What you should do: The expected output is a verbatim reprint of the lines from the beginning of the data that follows through the line that contains "(used by graphql_client)".

Given records:
★ ★ ★ ★

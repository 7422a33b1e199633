//! GraphQL query definitions for Shopify Admin API.
//!
//! Uses `graphql_client` to generate type-safe Rust code from GraphQL queries.

use graphql_client::GraphQLQuery;

// =============================================================================
// Custom scalar type aliases (used by graphql_client)
// =============================================================================

/// ISO 8601 date-time string.
type DateTime = String;

/// Decimal number as string (preserves precision).
type Decimal = String;

/// Money amount as decimal string.
type Money = String;

/// URL string.
#[allow(clippy::upper_case_acronyms)]
type URL = String;

/// HTML string.
#[allow(clippy::upper_case_acronyms)]
type HTML = String;

/// Unsigned 64-bit integer as string.
type UnsignedInt64 = String;

/// Date string (YYYY-MM-DD format).
type Date = String;

// =============================================================================
// Product queries
// =============================================================================

#[derive(GraphQLQuery)]
#[graphql(
    schema_path = "graphql/admin/schema.json",
    query_path = "graphql/admin/queries/products.graphql",
    response_derives = "Debug, Clone"
)]
pub struct GetProduct;

#[derive(GraphQLQuery)]
#[graphql(
    schema_path = "graphql/admin/schema.json",
    query_path = "graphql/admin/queries/products.graphql",
    response_derives = "Debug, Clone"
)]
pub struct GetProducts;

#[derive(GraphQLQuery)]
#[graphql(
    schema_path = "graphql/admin/schema.json",
    query_path = "graphql/admin/queries/products.graphql",
    response_derives = "Debug, Clone"
)]
pub struct ProductCreate;

#[derive(GraphQLQuery)]
#[graphql(
    schema_path = "graphql/admin/schema.json",
    query_path = "graphql/admin/queries/products.graphql",
    response_derives = "Debug, Clone"
)]
pub struct ProductUpdate;

#[derive(GraphQLQuery)]
#[graphql(
    schema_path = "graphql/admin/schema.json",
    query_path = "graphql/admin/queries/products.graphql",
    response_derives = "Debug, Clone"
)]
pub struct ProductDelete;

#[derive(GraphQLQuery)]
#[graphql(
    schema_path = "graphql/admin/schema.json",
    query_path = "graphql/admin/queries/products.graphql",
    response_derives = "Debug, Clone"
)]
pub struct ProductVariantsBulkUpdate;

#[derive(GraphQLQuery)]
#[graphql(
    schema_path = "graphql/admin/schema.json",
    query_path = "graphql/admin/queries/products.graphql",
    response_derives = "Debug, Clone"
)]
pub struct StagedUploadsCreate;

#[derive(GraphQLQuery)]
#[graphql(
    schema_path = "graphql/admin/schema.json",
    query_path = "graphql/admin/queries/products.graphql",
    response_derives = "Debug, Clone"
)]
pub struct ProductCreateMedia;

#[derive(GraphQLQuery)]
#[graphql(
    schema_path = "graphql/admin/schema.json",
    query_path = "graphql/admin/queries/products.graphql",
    response_derives = "Debug, Clone"
)]
pub struct FileDelete;

#[derive(GraphQLQuery)]
#[graphql(
    schema_path = "graphql/admin/schema.json",
    query_path = "graphql/admin/queries/products.graphql",
    response_derives = "Debug, Clone"
)]
pub struct ProductReorderMedia;

#[derive(GraphQLQuery)]
#[graphql(
    schema_path = "graphql/admin/schema.json",
    query_path = "graphql/admin/queries/products.graphql",
    response_derives = "Debug, Clone"
)]
pub struct FileUpdate;

#[derive(GraphQLQuery)]
#[graphql(
    schema_path = "graphql/admin/schema.json",
    query_path = "graphql/admin/queries/products.graphql",
    response_derives = "Debug, Clone"
)]
pub struct ProductSetMedia;

// =============================================================================
// Collection queries and mutations
// =============================================================================

#[derive(GraphQLQuery)]
#[graphql(
    schema_path = "graphql/admin/schema.json",
    query_path = "graphql/admin/queries/collections.graphql",
    response_derives = "Debug, Clone"
)]
pub struct GetCollection;

#[derive(GraphQLQuery)]
#[graphql(
    schema_path = "graphql/admin/schema.json",
    query_path = "graphql/admin/queries/collections.graphql",
    response_derives = "Debug, Clone"
)]
pub struct GetCollections;

#[derive(GraphQLQuery)]
#[graphql(
    schema_path = "graphql/admin/schema.json",
    query_path = "graphql/admin/queries/collections.graphql",
    response_derives = "Debug, Clone"
)]
pub struct CollectionCreate;

#[derive(GraphQLQuery)]
#[graphql(
    schema_path = "graphql/admin/schema.json",
    query_path = "graphql/admin/queries/collections.graphql",
    response_derives = "Debug, Clone"
)]
pub struct CollectionUpdate;

#[derive(GraphQLQuery)]
#[graphql(
    schema_path = "graphql/admin/schema.json",
    query_path = "graphql/admin/queries/collections.graphql",
    response_derives = "Debug, Clone"
)]
pub struct CollectionDelete;

// =============================================================================
// Order queries
// =============================================================================

#[derive(GraphQLQuery)]
#[graphql(
    schema_path = "graphql/admin/schema.json",
    query_path = "graphql/admin/queries/orders.graphql",
    response_derives = "Debug, Clone"
)]
pub struct GetOrder;

#[derive(GraphQLQuery)]
#[graphql(
    schema_path = "graphql/admin/schema.json",
    query_path = "graphql/admin/queries/orders.graphql",
    response_derives = "Debug, Clone"
)]
pub struct GetOrders;

#[derive(GraphQLQuery)]
#[graphql(
    schema_path = "graphql/admin/schema.json",
    query_path = "graphql/admin/queries/orders.graphql",
    response_derives = "Debug, Clone"
)]
pub struct OrderUpdate;

#[derive(GraphQLQuery)]
#[graphql(
    schema_path = "graphql/admin/schema.json",
    query_path = "graphql/admin/queries/orders.graphql",
    response_derives = "Debug, Clone"
)]
pub struct OrderMarkAsPaid;

#[derive(GraphQLQuery)]
#[graphql(
    schema_path = "graphql/admin/schema.json",
    query_path = "graphql/admin/queries/orders.graphql",
    response_derives = "Debug, Clone"
)]
pub struct OrderCancel;

// =============================================================================
// Customer queries
// =============================================================================

#[derive(GraphQLQuery)]
#[graphql(
    schema_path = "graphql/admin/schema.json",
    query_path = "graphql/admin/queries/customers.graphql",
    response_derives = "Debug, Clone"
)]
pub struct GetCustomer;

#[derive(GraphQLQuery)]
#[graphql(
    schema_path = "graphql/admin/schema.json",
    query_path = "graphql/admin/queries/customers.graphql",
    response_derives = "Debug, Clone"
)]
pub struct GetCustomers;

// =============================================================================
// Inventory queries and mutations
// =============================================================================

#[derive(GraphQLQuery)]
#[graphql(
    schema_path = "graphql/admin/schema.json",
    query_path = "graphql/admin/queries/inventory.graphql",
    response_derives = "Debug, Clone"
)]
pub struct GetInventoryLevels;

#[derive(GraphQLQuery)]
#[graphql(
    schema_path = "graphql/admin/schema.json",
    query_path = "graphql/admin/queries/inventory.graphql",
    response_derives = "Debug, Clone"
)]
pub struct InventoryAdjustQuantities;

#[derive(GraphQLQuery)]
#[graphql(
    schema_path = "graphql/admin/schema.json",
    query_path = "graphql/admin/queries/inventory.graphql",
    response_derives = "Debug, Clone"
)]
pub struct InventorySetQuantities;

// =============================================================================
// Gift Card queries and mutations
// =============================================================================

#[derive(GraphQLQuery)]
#[graphql(
    schema_path = "graphql/admin/schema.json",
    query_path = "graphql/admin/queries/gift_cards.graphql",
    response_derives = "Debug, Clone"
)]
pub struct GetGiftCards;

#[derive(GraphQLQuery)]
#[graphql(
    schema_path = "graphql/admin/schema.json",
    query_path = "graphql/admin/queries/gift_cards.graphql",
    response_derives = "Debug, Clone"
)]
pub struct GetGiftCard;

#[derive(GraphQLQuery)]
#[graphql(
    schema_path = "graphql/admin/schema.json",
    query_path = "graphql/admin/queries/gift_cards.graphql",
    response_derives = "Debug, Clone"
)]
pub struct GiftCardCreate;

#[derive(GraphQLQuery)]
#[graphql(
    schema_path = "graphql/admin/schema.json",
    query_path = "graphql/admin/queries/gift_cards.graphql",
    response_derives = "Debug, Clone"
)]
pub struct GiftCardUpdate;

// =============================================================================
// Discount queries and mutations
// =============================================================================

#[derive(GraphQLQuery)]
#[graphql(
    schema_path = "graphql/admin/schema.json",
    query_path = "graphql/admin/queries/discounts.graphql",
    response_derives = "Debug, Clone"
)]
pub struct GetDiscountCodes;

#[derive(GraphQLQuery)]
#[graphql(
    schema_path = "graphql/admin/schema.json",
    query_path = "graphql/admin/queries/discounts.graphql",
    response_derives = "Debug, Clone"
)]
pub struct GetDiscountCode;

#[derive(GraphQLQuery)]
#[graphql(
    schema_path = "graphql/admin/schema.json",
    query_path = "graphql/admin/queries/discounts.graphql",
    response_derives = "Debug, Clone"
)]
pub struct DiscountCodeBasicCreate;

#[derive(GraphQLQuery)]
#[graphql(
    schema_path = "graphql/admin/schema.json",
    query_path = "graphql/admin/queries/discounts.graphql",
    response_derives = "Debug, Clone"
)]
pub struct DiscountCodeBasicUpdate;

#[derive(GraphQLQuery)]
#[graphql(
    schema_path = "graphql/admin/schema.json",
    query_path = "graphql/admin/queries/discounts.graphql",
    response_derives = "Debug, Clone"
)]
pub struct DiscountCodeDeactivate;

// =============================================================================
// Fulfillment queries and mutations
// =============================================================================

#[derive(GraphQLQuery)]
#[graphql(
    schema_path = "graphql/admin/schema.json",
    query_path = "graphql/admin/queries/fulfillments.graphql",
    response_derives = "Debug, Clone"
)]
pub struct GetFulfillmentOrders;

#[derive(GraphQLQuery)]
#[graphql(
    schema_path = "graphql/admin/schema.json",
    query_path = "graphql/admin/queries/fulfillments.graphql",
    response_derives = "Debug, Clone"
)]
pub struct FulfillmentCreateV2;

#[derive(GraphQLQuery)]
#[graphql(
    schema_path = "graphql/admin/schema.json",
    query_path = "graphql/admin/queries/fulfillments.graphql",
    response_derives = "Debug, Clone"
)]
pub struct FulfillmentTrackingInfoUpdateV2;

// =============================================================================
// Refund queries and mutations
// =============================================================================

#[derive(GraphQLQuery)]
#[graphql(
    schema_path = "graphql/admin/schema.json",
    query_path = "graphql/admin/queries/refunds.graphql",
    response_derives = "Debug, Clone"
)]
pub struct SuggestedRefund;

#[derive(GraphQLQuery)]
#[graphql(
    schema_path = "graphql/admin/schema.json",
    query_path = "graphql/admin/queries/refunds.graphql",
    response_derives = "Debug, Clone"
)]
pub struct RefundCreate;

// =============================================================================
// Location and inventory queries
// =============================================================================

#[derive(GraphQLQuery)]
#[graphql(
    schema_path = "graphql/admin/schema.json",
    query_path = "graphql/admin/queries/inventory.graphql",
    response_derives = "Debug, Clone"
)]
pub struct GetLocations;

#[derive(GraphQLQuery)]
#[graphql(
    schema_path = "graphql/admin/schema.json",
    query_path = "graphql/admin/queries/inventory.graphql",
    response_derives = "Debug, Clone"
)]
pub struct GetProductsWithInventory;

// =============================================================================
// Payout queries
// =============================================================================

#[derive(GraphQLQuery)]
#[graphql(
    schema_path = "graphql/admin/schema.json",
    query_path = "graphql/admin/queries/payouts.graphql",
    response_derives = "Debug, Clone"
)]
pub struct GetPayout;

#[derive(GraphQLQuery)]
#[graphql(
    schema_path = "graphql/admin/schema.json",
    query_path = "graphql/admin/queries/payouts.graphql",
    response_derives = "Debug, Clone"
)]
pub struct GetPayouts;
//! Business logic services for storefront.
//!
//! # Services
//!
//! - `auth` - User authentication (password, `WebAuthn`, OAuth)
//! - `email` - Email sending (verification, password reset)
//! - `cart` - Cart operations (wrapper around Shopify cart)
//! - `analytics` - Analytics event tracking
//!
//! # Future Implementation
//!
//! ```rust,ignore
//! pub mod analytics;
//! pub mod auth;
//! pub mod cart;
//! pub mod email;
//!
//! // auth.rs
//! pub struct AuthService {
//!     pool: PgPool,
//!     webauthn: Webauthn,
//! }
//!
//! impl AuthService {
//!     pub async fn register(
//!         &self,
//!         email: &str,
//!         password: &str,
//!     ) -> Result<User, AuthError> {
//!         // Hash password with argon2
//!         let hash = argon2::hash_encoded(password.as_bytes(), &salt, &config)?;
//!
//!         // Create user
//!         let user = db::users::create(&self.pool, email, &hash).await?;
//!
//!         // Send verification email
//!         self.send_verification_email(&user).await?;
//!
//!         Ok(user)
//!     }
//!
//!     pub async fn login(
//!         &self,
//!         email: &str,
//!         password: &str,
//!     ) -> Result<User, AuthError> {
//!         let user = db::users::get_by_email(&self.pool, email)
//!             .await?
//!             .ok_or(AuthError::InvalidCredentials)?;
//!
//!         if !argon2::verify_encoded(&user.password_hash, password.as_bytes())? {
//!             return Err(AuthError::InvalidCredentials);
//!         }
//!
//!         Ok(user)
//!     }
//!
//!     // WebAuthn
//!     pub async fn start_passkey_registration(&self, user_id: i64) -> Result<CreationChallengeResponse, AuthError> { ... }
//!     pub async fn finish_passkey_registration(&self, user_id: i64, response: RegisterPublicKeyCredential) -> Result<(), AuthError> { ... }
//!     pub async fn start_passkey_authentication(&self, email: &str) -> Result<RequestChallengeResponse, AuthError> { ... }
//!     pub async fn finish_passkey_authentication(&self, response: PublicKeyCredential) -> Result<User, AuthError> { ... }
//! }
//!
//! // analytics.rs
//! pub struct AnalyticsService {
//!     config: AnalyticsConfig,
//! }
//!
//! impl AnalyticsService {
//!     /// Track a page view event.
//!     pub fn page_view(&self, path: &str, title: &str) -> AnalyticsEvents { ... }
//!
//!     /// Track an add-to-cart event.
//!     pub fn add_to_cart(&self, product: &Product, quantity: u32) -> AnalyticsEvents { ... }
//!
//!     /// Track a purchase event.
//!     pub fn purchase(&self, order: &Order) -> AnalyticsEvents { ... }
//! }
//!
//! /// Analytics events to inject into the page.
//! pub struct AnalyticsEvents {
//!     pub ga4: Option<String>,     // GA4 gtag() call
//!     pub meta: Option<String>,    // Meta fbq() call
//!     pub tiktok: Option<String>,  // TikTok ttq.track() call
//! }
//! ```

// TODO: Implement services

★ ★ ★ ★

Reply to the task:
repository 7422a33b1e199633
//! GraphQL query definitions for Shopify Admin API.
//!
//! Uses `graphql_client` to generate type-safe Rust code from GraphQL queries.

use graphql_client::GraphQLQuery;

// =============================================================================
// Custom scalar type aliases (used by graphql_client)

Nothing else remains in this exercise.